I am an advocate for digital solutions. This is kind of an obvious statement for those who have been following The Digital Orientalist. I love the digital aspect of our work in those early and middle stages of research: data collection and data analysis. I also get enthusiastic about discussions of the private workflow that is larger than a single project: data storage and data management. For much of my work, then, I enthusiastically and consciously live and work in the digital world.
But when it comes to conclude a project and produce my deliverables, I still turn to the print world, and I consider only ‘publications’ as a real and valid product of my hard work. Indeed, I notice I bake into the very structure of my projects a natural expectation that I will deliver printed, paper publications. A great example is my handbook Among Digitized Manuscripts: Philology, Codicology, Paleography in a Digital World, which Brill from Leiden is publishing in the Handbuch der Orientalistik series. Why did I do so?
The core idea is that we don’t (or shouldn’t) publish in a vacuum. Our work takes on meaning in its context. This is in first instance the people whom we cite in our publication, but is equally the exact way we publish. Since my book is an introduction to digital methods and a fundamental discussion of the shift our work is undergoing now that we work with digitized manuscripts, I think I could have easily published it with a publisher catering to a wider audience and/or in a ‘digital humanities’ series. But part of the argument I am trying to make with my book is that digital methods are not for the happy few. They are not take it or leave it, and digital humanities is not a field of its own that can be ignored. Digital methods are in part already integrated in the work we do, no matter how classical (or downright old-fashioned) our methods and subjects may be. This integration knows only one direction: there will be more of it. And so I wanted to convey the message that talking about the digital aspect of our work is becoming a normal part of our discourse that concerns all of us. It will be the first time actual lines of code of a programming language will be typeset in an HdO book. It will be the first time the word ‘digital’ makes it into the title of an HdO book. It will certainly not be the last. Exactly to emancipate digital methods from its own quarantined field of DH and integrate them into each of the classical fields of the humanities, we will need to keep publishing in print into the foreseeable future.
Next to this argument from context, I also think that a book was the right format when considering the sheer amount of knowledge I had to convey all at once (and by this I mean: a lot). To discuss the differences we are facing now that we work with digital surrogates of manuscripts rather than the material artifact, and to discuss those differences in their entirety and satisfactoryily, takes up a lot of space. Even though I also give talks and workshops on the subject, to discuss this topic properly and thoroughly, writing it down is the only way to do it well. And even though the digital world has arguably made all of us read and write a whole lot more than before, it does best with shorter texts. Thus, it was far better to put my writing onto paper. This is not to say that that should be the end of it. I am very happy that my book will be available for sale as a hardback book, but also available for free in electronic open access. As an extension of the book I have set up the website www.github.com/Among which is a gateway to other resources, such as an online workshop, podcast episodes, YouTube videos, and lists of links to useful resources. Brought together, students and scholars will be able to start with the more familiar (a physical book, electronic journal articles) and work their way up to the slightly unexpected (podcast episodes, YouTube videos), to eventually reach the completely new (serverside hosted Python notebooks in which they are able to type and execute code).

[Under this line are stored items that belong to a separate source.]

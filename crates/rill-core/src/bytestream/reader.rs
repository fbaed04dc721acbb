use core::fmt;

/// Error raised when a read would run past the end of the source.
#[derive(Copy, Clone, Eq, PartialEq)]
pub struct NotEnoughBytes
{
    pub requested: usize,
    pub available: usize
}

impl fmt::Debug for NotEnoughBytes
{
    fn fmt(&self, f: &mut fmt::Formatter<'_>) -> fmt::Result
    {
        write!(
            f,
            "Not enough bytes, requested {} but only {} are available",
            self.requested, self.available
        )
    }
}

/// A position-tracking reader over a borrowed byte slice.
///
/// Reads never panic; the `_err` variants report exhaustion while the
/// plain variants saturate to zero, which suits probing loops that
/// check [`has`](ByteReader::has) up front.
pub struct ByteReader<'a>
{
    source:   &'a [u8],
    position: usize
}

impl<'a> ByteReader<'a>
{
    pub const fn new(source: &'a [u8]) -> ByteReader<'a>
    {
        ByteReader { source, position: 0 }
    }

    /// Number of bytes between the cursor and the end of the source.
    pub fn remaining(&self) -> usize
    {
        self.source.len().saturating_sub(self.position)
    }

    /// True if at least `num` bytes can still be read.
    pub fn has(&self, num: usize) -> bool
    {
        self.remaining() >= num
    }

    pub const fn position(&self) -> usize
    {
        self.position
    }

    /// Move the cursor forward, clamped to the end of the source.
    pub fn skip(&mut self, num: usize)
    {
        self.position = self.position.saturating_add(num).min(self.source.len());
    }

    /// Move the cursor backwards, clamped to the start of the source.
    pub fn rewind(&mut self, num: usize)
    {
        self.position = self.position.saturating_sub(num);
    }

    /// Borrow `num` bytes starting `offset` bytes past the cursor
    /// without moving the cursor.
    pub fn peek_at(&self, offset: usize, num: usize) -> Result<&'a [u8], NotEnoughBytes>
    {
        let start = self.position.saturating_add(offset);
        let end = start.saturating_add(num);

        self.source.get(start..end).ok_or(NotEnoughBytes {
            requested: num,
            available: self.remaining().saturating_sub(offset)
        })
    }

    pub fn get_u8(&mut self) -> u8
    {
        let byte = self.source.get(self.position).copied().unwrap_or(0);
        self.position = self.position.saturating_add(1).min(self.source.len());
        byte
    }

    pub fn get_u16_be(&mut self) -> u16
    {
        u16::from(self.get_u8()) << 8 | u16::from(self.get_u8())
    }

    pub fn get_u16_le(&mut self) -> u16
    {
        u16::from(self.get_u8()) | u16::from(self.get_u8()) << 8
    }

    pub fn get_u32_be(&mut self) -> u32
    {
        u32::from(self.get_u16_be()) << 16 | u32::from(self.get_u16_be())
    }

    pub fn get_u32_le(&mut self) -> u32
    {
        u32::from(self.get_u16_le()) | u32::from(self.get_u16_le()) << 16
    }

    pub fn get_u16_be_err(&mut self) -> Result<u16, NotEnoughBytes>
    {
        self.require(2)?;
        Ok(self.get_u16_be())
    }

    pub fn get_u32_be_err(&mut self) -> Result<u32, NotEnoughBytes>
    {
        self.require(4)?;
        Ok(self.get_u32_be())
    }

    pub fn get_u64_be_err(&mut self) -> Result<u64, NotEnoughBytes>
    {
        self.require(8)?;
        Ok(u64::from(self.get_u32_be()) << 32 | u64::from(self.get_u32_be()))
    }

    fn require(&self, num: usize) -> Result<(), NotEnoughBytes>
    {
        if self.has(num)
        {
            Ok(())
        }
        else
        {
            Err(NotEnoughBytes {
                requested: num,
                available: self.remaining()
            })
        }
    }
}

#[test]
fn endian_reads()
{
    let data = [0x01, 0x02, 0x03, 0x04];

    let mut be = ByteReader::new(&data);
    assert_eq!(be.get_u32_be(), 0x0102_0304);

    let mut le = ByteReader::new(&data);
    assert_eq!(le.get_u32_le(), 0x0403_0201);
}

#[test]
fn reads_past_end_saturate()
{
    let mut reader = ByteReader::new(&[0xAA]);

    assert_eq!(reader.get_u16_be(), 0xAA00);
    assert_eq!(reader.remaining(), 0);
    assert_eq!(reader.get_u8(), 0);
    assert!(reader.get_u32_be_err().is_err());
}

#[test]
fn peek_does_not_advance()
{
    let mut reader = ByteReader::new(b"IHDRrest");

    assert_eq!(reader.peek_at(0, 4).unwrap(), b"IHDR");
    assert_eq!(reader.position(), 0);

    reader.skip(4);
    assert_eq!(reader.peek_at(0, 4).unwrap(), b"rest");
    reader.rewind(4);
    assert_eq!(reader.position(), 0);
}
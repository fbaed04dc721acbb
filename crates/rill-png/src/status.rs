use bitflags::bitflags;

bitflags! {
    /// Caller-observable codec state.
    ///
    /// The flags are additive: a descriptor mid-decode carries `LOADING`,
    /// gains `IS_DRAWABLE` once the header is understood and the pixel
    /// blob exists, and ends with either `FINISHED` or `ERROR` plus the
    /// bits naming what went wrong. A cleared word is the pristine state.
    pub struct PngStatus: u32 {
        const ERROR          = 0x0001;
        const LOADING        = 0x0002;
        const SAVING         = 0x0004;
        const IS_DRAWABLE    = 0x0008;
        const FINISHED       = 0x0010;
        const NO_PNG         = 0x0020;
        const OUT_OF_SPECS   = 0x0040;
        const IMP_LIMIT      = 0x0080;
        const CRC_ERR        = 0x0100;
        const ZLIB_ERR       = 0x0200;
        const IDAT_ERR       = 0x0400;
        const OUT_OF_MEM     = 0x0800;
        const DISPOSED       = 0x1000;
        const WOULD_DESTROY  = 0x2000;
        const BAD_FILEHANDLE = 0x4000;
    }
}

impl Default for PngStatus
{
    fn default() -> Self
    {
        PngStatus::empty()
    }
}

#[test]
fn flags_are_additive()
{
    let mut status = PngStatus::LOADING;

    status.insert(PngStatus::IS_DRAWABLE);
    status.insert(PngStatus::CRC_ERR | PngStatus::ERROR);
    status.remove(PngStatus::LOADING);

    assert_eq!(
        status,
        PngStatus::IS_DRAWABLE | PngStatus::CRC_ERR | PngStatus::ERROR
    );
    assert_eq!(status.bits(), 0x0109);
}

There is another argument in favor of print and this has to do with how future proof I wish my deliverable to be. For smaller projects with smaller outputs, I am less concerned with the preservation of it into the future. I am satisfied with the result being a blog post, online video, or a piece of software (such as a digital edition). If I put more effort into it I want to have a better assurance of perpetuity, both in preservation and functionality. I mean that I wish the output, the deliverable, to be available for a very long time, findable in a straightforward manner and not only that but I also wish that if people do indeed find it after many years, that it will still function as intended. A journal article published electronically fulfills this role quite well, or so is my intuition. For a large project such as my Among project, in which the deliverable is very big, I want to be maximally sure that what I do now is not for naught. To me, a printed, paper book remains the gold standard for this. There is still so much flux in the digital world, both in terms of file formats and in terms of academic infrastructure, that it remains to be seen how long this ‘perpetual electronic open access’ will keep my book available for download freely. But in the print carnation of my book, I know university libraries around the world will take it into their collections and I know it can sit on the shelve for many years and it requires only picking up for it to work just as well as it does right now.
I therefore think there is absolutely no shame in publishing in print. It fulfills specific requirements that digital resources have a hard time meeting.